– Дуралей кричит: налей!.. – Тут уж сам Артем рассмеялся каламбуру. Слишком живо напомнил он времена, когда они с Валей выпивали в Тимирязевском лесу на одной из облюбованных скамеек. Валя мог не моргая выпить пять бутылок пива кряду. От нечего делать. Как-то осенью их обрызгала из лужи машина, Валя догнал ее, плюнул на ветровое стекло, а вышедшему разбираться водителю дал под дых. Чудом в милицию тогда не попали. – Дуралей кричит "налей"!
– И смеется веселей!.. – Сашка досочиняла коряво и опять расхохоталась.
Артем мгновение смотрел на нее, потом вдруг резко вскочил с кровати и подхватил сестру на руки.
– А вот мы сейчас посмотрим, как вас в школе в космонавты готовят!.. – Он поднял ее на уровне плеч, как модель параплана, и побежал по комнате (благо комната была большая), издавая звук, похожий на гудение.
Сашка молотила по нему руками и захлебывалась от удовольствия. Бежать с такой ношей Артему было тяжеловато, но он терпел, приободряя себя тем, что не зря ведь всю зиму ходил в спортзал.
– О-го-го!.. – забывшись, выкрикнул Артем, заходя на поворот.
Тут дверь из коридора приоткрылась, и в нее просунулась курчавая рыжая Валина голова.
– Тем, – фамильная нотка еще не вполне проснулась, как, впрочем, и сам ее обладатель, – совесть иметь надо, наконец. Я в субботу только могу отоспаться. Три часа вчера спал. Что, другого времени не нашли посмеяться?
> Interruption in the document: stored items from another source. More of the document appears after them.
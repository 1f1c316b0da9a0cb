//! Port trait definitions for the Application layer.
//!
//! Ports are the interfaces (contracts) that infrastructure must fulfill.
//! This file imports only from `crate::domain`: never from `crate::infra`,
//! `crate::commands`, or `crate::cli`.

use std::path::Path;
use std::process::Output;
use std::time::Duration;

use anyhow::Result;

use crate::domain::{HandlerSettings, StatusReport};

// ── Command Runner Port ───────────────────────────────────────────────────────

/// Abstracts shell command execution so infrastructure can be swapped or mocked.
///
/// A non-zero exit is a normal result, never an `Err`. Implementations merge
/// stderr into stdout so callers see output in the order it was written.
#[allow(async_fn_in_trait)]
pub trait CommandRunner {
    /// Run a shell command line and capture its output.
    ///
    /// # Errors
    ///
    /// Returns an error only if the shell cannot be spawned or waited on.
    async fn run(&self, command: &str) -> Result<Output>;

    /// Run a shell command line with stdin piped from `input`.
    ///
    /// # Errors
    ///
    /// Returns an error only if the shell cannot be spawned or waited on.
    async fn run_with_stdin(&self, command: &str, input: &[u8]) -> Result<Output>;
}

// ── Sleeper Port ──────────────────────────────────────────────────────────────

/// Abstracts waiting between retries so tests can observe durations instead of
/// spending them.
#[allow(async_fn_in_trait)]
pub trait Sleeper {
    async fn sleep(&self, duration: Duration);
}

// ── Filesystem Port ───────────────────────────────────────────────────────────

/// Abstracts the host filesystem reads the handler relies on.
pub trait HostFs {
    /// Whether `path` exists (file or directory).
    fn exists(&self, path: &Path) -> bool;

    /// Read a UTF-8 text file.
    ///
    /// # Errors
    ///
    /// Returns an error if the file cannot be read.
    fn read_to_string(&self, path: &Path) -> Result<String>;

    /// Names of every directory below `root`, at any depth.
    ///
    /// # Errors
    ///
    /// Returns an error if `root` cannot be listed.
    fn subdirectory_names(&self, root: &Path) -> Result<Vec<String>>;

    /// Restrict `path` to owner read/write/execute.
    ///
    /// # Errors
    ///
    /// Returns an error if permissions cannot be changed.
    fn set_owner_executable(&self, path: &Path) -> Result<()>;
}

// ── Settings Port ─────────────────────────────────────────────────────────────

/// Supplies the already-decoded settings for the current operation.
#[allow(async_fn_in_trait)]
pub trait SettingsProvider {
    /// # Errors
    ///
    /// Returns an error if settings exist but cannot be loaded or decrypted.
    async fn settings(&self) -> Result<HandlerSettings>;
}

// ── Status Reporting Port ─────────────────────────────────────────────────────

/// Receives the externally visible outcome of an operation, once.
#[cfg_attr(test, mockall::automock)]
pub trait StatusSink {
    /// # Errors
    ///
    /// Returns an error if the status cannot be persisted.
    fn report(&self, report: &StatusReport) -> Result<()>;
}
Чего сейчас смешного я сказал, Саш?
Валя был неестественно суров. Эта суровость к нему не шла, и тем смешнее он выглядел. Тем смешнее, что и Артем и Саша отлично знали его истинное доброжелательное лицо. Хотя и капризное слегка.
Валя состроил Саше рожу и захлопнул дверь. Артем с сестрой переглянулись и прыснули.
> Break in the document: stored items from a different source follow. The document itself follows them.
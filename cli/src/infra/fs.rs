//! Filesystem infrastructure: implements `HostFs` over `std::fs`.

use std::path::Path;

use anyhow::{Context, Result};

use crate::application::ports::HostFs;

/// Production filesystem implementation of `HostFs`.
#[derive(Debug, Default)]
pub struct StdHostFs;

impl HostFs for StdHostFs {
    fn exists(&self, path: &Path) -> bool {
        path.exists()
    }

    fn read_to_string(&self, path: &Path) -> Result<String> {
        std::fs::read_to_string(path).with_context(|| format!("reading {}", path.display()))
    }

    fn subdirectory_names(&self, root: &Path) -> Result<Vec<String>> {
        let mut names = Vec::new();
        let mut pending = vec![root.to_path_buf()];
        while let Some(dir) = pending.pop() {
            let entries = std::fs::read_dir(&dir)
                .with_context(|| format!("listing directory {}", dir.display()))?;
            for entry in entries {
                let entry = entry.with_context(|| format!("listing directory {}", dir.display()))?;
                if entry.file_type().is_ok_and(|t| t.is_dir()) {
                    names.push(entry.file_name().to_string_lossy().into_owned());
                    pending.push(entry.path());
                }
            }
        }
        Ok(names)
    }

    fn set_owner_executable(&self, path: &Path) -> Result<()> {
        #[cfg(unix)]
        {
            use std::os::unix::fs::PermissionsExt;
            std::fs::set_permissions(path, std::fs::Permissions::from_mode(0o700))
                .with_context(|| format!("setting permissions on {}", path.display()))?;
        }
        #[cfg(not(unix))]
        {
            anyhow::ensure!(path.exists(), "{} does not exist", path.display());
        }
        Ok(())
    }
}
– У нас в доме культ Валиной личности. Я уже давно об этом говорю.
Евграф Соломонович в кабинете навострил уши.
– Чего?
– Культ, говорю, личности. Спит всегда, где захочет. Возвращается почти всегда, когда захочет. Ворчит, когда захочет тоже. Надо как-нибудь устроить двадцать пятый съезд партии.
– Какой съезд?
– Да ладно, Саш. Не бери в голову. Я чепуху болтаю. – Артем натянул на себя домашнюю футболку и влез в тренировочные штаны школьной еще потертости. – Ты, вероятно, есть хочешь? Мама нам, думаю, сейчас каши сварит. Подождем. Ты как, ничего?
– Ничего.
Оба помолчали, словно бы потеряв нить разговора. Но на самом деле нить эта была найдена раз и навсегда и никогда не терялась. Сашка стала цокать языком.
– Как там Сергей? На дачу увезли родители?
– Да, мама его сказала, что раньше августа он обратно не вернется. Я ему книжку дала почитать.
– Какую?
– Третьего "Гарри Поттера". У него нет. Потому что мама ему джинсы купила вместо нее.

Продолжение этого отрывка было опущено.